“Big talk from a lady with no gun.” I tilted my head toward the viewport, where Vireleth drifted closer, now backlit by the first of Pelago’s suns breaking the horizon. “She likes me, you know.”
Dyris stared straight into my eyes. I saw mine, glowing, reflected in the mesmerizing liquid silver. “I noticed.”
“I bet she likes me more than you do.”
For a beat, nothing. Then, very softly, with a steel that made my pulse spike: “That was never in question.”
I laughed. “You’re not supposed to let the prisoner win the banter.”
“You’re not a prisoner.”
“Sure feels like it.”
She drew herself up, jaw working. “You have more freedom of movement than anyone else in the Glimmer Zone. The only reason you’re still alive is that the Accord believes negotiation is possible.”
I licked my lips. “Define ‘negotiation.’”
She pushed the data-slate across the table. The screen displayed a contract, a real, legally binding, probably ten million lines of code under the surface, but all I could see was the opening line: Accord Mutual Non-Destruction. Underneath, my name. Underneath that, Lioren Trivane, in ghosted text, as if the system couldn’t let go.

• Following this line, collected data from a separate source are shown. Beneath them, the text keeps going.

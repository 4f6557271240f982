//! Wire protocol between the pose host and the actuator controller.
//!
//! - [`command`]: encoding a pose into a command line and parsing it back.
//! - [`line`]: assembling lines from a serial byte stream without blocking.
//!
//! One newline-terminated line per command, host to controller only. There is
//! no acknowledgement, checksum or sequence number.
pub mod command;
pub mod line;

pub use command::{encode, ParseCommandError, PoseCommand};
pub use line::{LineError, LineReader};
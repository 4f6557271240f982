use core::fmt::{self, Display};

use embedded_hal::pwm::SetDutyCycle;
use log::{debug, error, info};

use super::{joint::Joint, leg::Leg, pose::channel_index};
use crate::config::{
    JOINTS_PER_LEG, MAX_ANGLE, MAX_PULSE_US, MIN_ANGLE, MIN_PULSE_US, PERIOD_US, SERVO_COUNT,
};

/// Pulse bounds of a hobby servo driven by a fixed-period PWM carrier.
#[derive(Debug, Clone, Copy, PartialEq, Eq)]
pub struct ServoCalibration {
    pub min_pulse_us: u32,
    pub max_pulse_us: u32,
    pub period_us: u32,
}

impl Default for ServoCalibration {
    fn default() -> Self {
        Self {
            min_pulse_us: MIN_PULSE_US,
            max_pulse_us: MAX_PULSE_US,
            period_us: PERIOD_US,
        }
    }
}

impl ServoCalibration {
    /// Converts an angle in degrees to a 16-bit duty cycle of the carrier period.
    ///
    /// `pulse = min + angle / 180 * (max - min)` and
    /// `duty = round(pulse / period * 65535)`, computed on integers so the
    /// controller needs no float support. Angles are clamped to 0..=180 first,
    /// so the pulse never leaves the servo's rated range.
    pub fn duty(&self, angle: i32) -> u16 {
        let angle = angle.clamp(MIN_ANGLE, MAX_ANGLE) as u64;
        let span = MAX_ANGLE as u64;
        let range = self.max_pulse_us.saturating_sub(self.min_pulse_us) as u64;

        // pulse * span, kept exact
        let scaled_pulse = self.min_pulse_us as u64 * span + angle * range;
        let numerator = scaled_pulse * u16::MAX as u64;
        let denominator = span * self.period_us.max(1) as u64;

        let duty = (numerator + denominator / 2) / denominator;
        duty.min(u16::MAX as u64) as u16
    }

    /// Pulse width in microseconds, truncated. Only used for diagnostics.
    pub fn pulse_width_us(&self, angle: i32) -> u32 {
        let angle = angle.clamp(MIN_ANGLE, MAX_ANGLE) as u32;
        let range = self.max_pulse_us.saturating_sub(self.min_pulse_us);
        self.min_pulse_us + angle * range / MAX_ANGLE as u32
    }
}

/// Duty cycle of `angle` with the default 500–2400 µs / 50 Hz calibration.
pub fn angle_to_duty(angle: i32) -> u16 {
    ServoCalibration::default().duty(angle)
}

/// Where a servo sits on the robot and which output pin drives it.
#[derive(Debug, Clone, Copy, PartialEq, Eq)]
pub struct ChannelDescriptor {
    pub leg: Leg,
    pub joint: Joint,
    pub gpio: u8,
}

impl ChannelDescriptor {
    pub const fn new(leg: Leg, joint: Joint, gpio: u8) -> Self {
        Self { leg, joint, gpio }
    }

    /// Position of this channel in a transport command.
    pub const fn index(&self) -> usize {
        channel_index(self.leg, self.joint)
    }
}

/// Descriptors in wire order, pairing each channel with its output pin.
pub fn channel_layout(gpios: [u8; SERVO_COUNT]) -> [ChannelDescriptor; SERVO_COUNT] {
    core::array::from_fn(|i| {
        ChannelDescriptor::new(
            Leg::ALL[i / JOINTS_PER_LEG],
            Joint::ALL[i % JOINTS_PER_LEG],
            gpios[i],
        )
    })
}

impl Display for ChannelDescriptor {
    fn fmt(&self, f: &mut fmt::Formatter<'_>) -> fmt::Result {
        write!(f, "{} {} (gpio {})", self.leg, self.joint, self.gpio)
    }
}

#[derive(Debug)]
pub struct Servo<PWM> {
    pwm: PWM,
    angle: Option<i32>,
    calibration: ServoCalibration,
    channel: ChannelDescriptor,
}

impl<PWM> Servo<PWM>
where
    PWM: SetDutyCycle,
{
    pub fn new(pwm: PWM, channel: ChannelDescriptor, calibration: ServoCalibration) -> Self {
        Self {
            pwm,
            angle: None,
            calibration,
            channel,
        }
    }

    /// Sets the servo angle in degrees.
    ///
    /// # Arguments
    /// * `angle` - A value between 0 and 180 degrees. Values outside this range are clamped.
    ///
    /// # Returns
    /// * `Ok(duty)` with the 16-bit duty written (or already in place)
    /// * `Err(e)` if the PWM driver fails to update the duty cycle
    pub fn set_angle(&mut self, angle: i32) -> Result<u16, PWM::Error> {
        let angle = angle.clamp(MIN_ANGLE, MAX_ANGLE);
        let duty = self.calibration.duty(angle);

        //Avoid setting the same angle again
        if self.angle == Some(angle) {
            return Ok(duty);
        }

        debug!(
            "{}: {} us -> duty {}",
            self.channel,
            self.calibration.pulse_width_us(angle),
            duty
        );
        // THE WIDTH OF THE PULSE DRIVES THE ANGLE, NOT FREQ
        if let Err(e) = self.pwm.set_duty_cycle_fraction(duty, u16::MAX) {
            error!("{} Error writing angle {:?}", self.channel, e);
            return Err(e);
        }
        self.angle = Some(angle);
        info!("servo {} set to {} degrees", self.channel.index(), angle);
        Ok(duty)
    }

    /// Last angle written, `None` until the first successful write.
    pub fn angle(&self) -> Option<i32> {
        self.angle
    }

    pub fn channel(&self) -> &ChannelDescriptor {
        &self.channel
    }

    pub fn pwm(&self) -> &PWM {
        &self.pwm
    }
}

“You want me to sign away the right to exist,” I said. “Classic Accord.”
Her eyes didn’t flicker. “We want you to keep existing. Just… not like this.”
I snorted. “You’re not that broken.”
Her mouth almost twitched. “You don’t know me.”
I looked her up and down, slow and obviously. “I know you spent three hours staring at the security feeds last night, and that you watched the Vireleth transmission more times than you’ll admit.”
That got a reaction. She blushed, just a hint, but I filed it away for later.
“Why did you come alone?” I asked, dropping the act. “You could have brought an army.”
Dyris straightened. “Because this isn’t a negotiation. It’s a test.”
I arched an eyebrow. “Of what?”
She hesitated, then: “Whether you’re still Fern.”
The question hung, loud and raw.
I thought about it. I thought about the blue-white glow in my veins, the way my bones sang every time Vireleth called, the way the world had started to taste less like a planet and more like a promise.
I shrugged. “Right now, I’m whoever I want to be.”
She let out a breath she’d been holding. “That’s what I was afraid of.”
I leaned forward, letting the containment field buzz louder. “I liked it better,” I said, “when you were afraid.”
She froze, just for a second. The mask slipped, and underneath was something brittle and bright. She stood to leave, but her fingertips lingered on the table, right where my hand had been.
She looked back at me, eyes unreadable. “Next time, you won’t have the upper hand.”
I grinned. “Maybe I’ll let you try it.”
She left, not looking back.
I watched her go. The room felt emptier, but not in a bad way.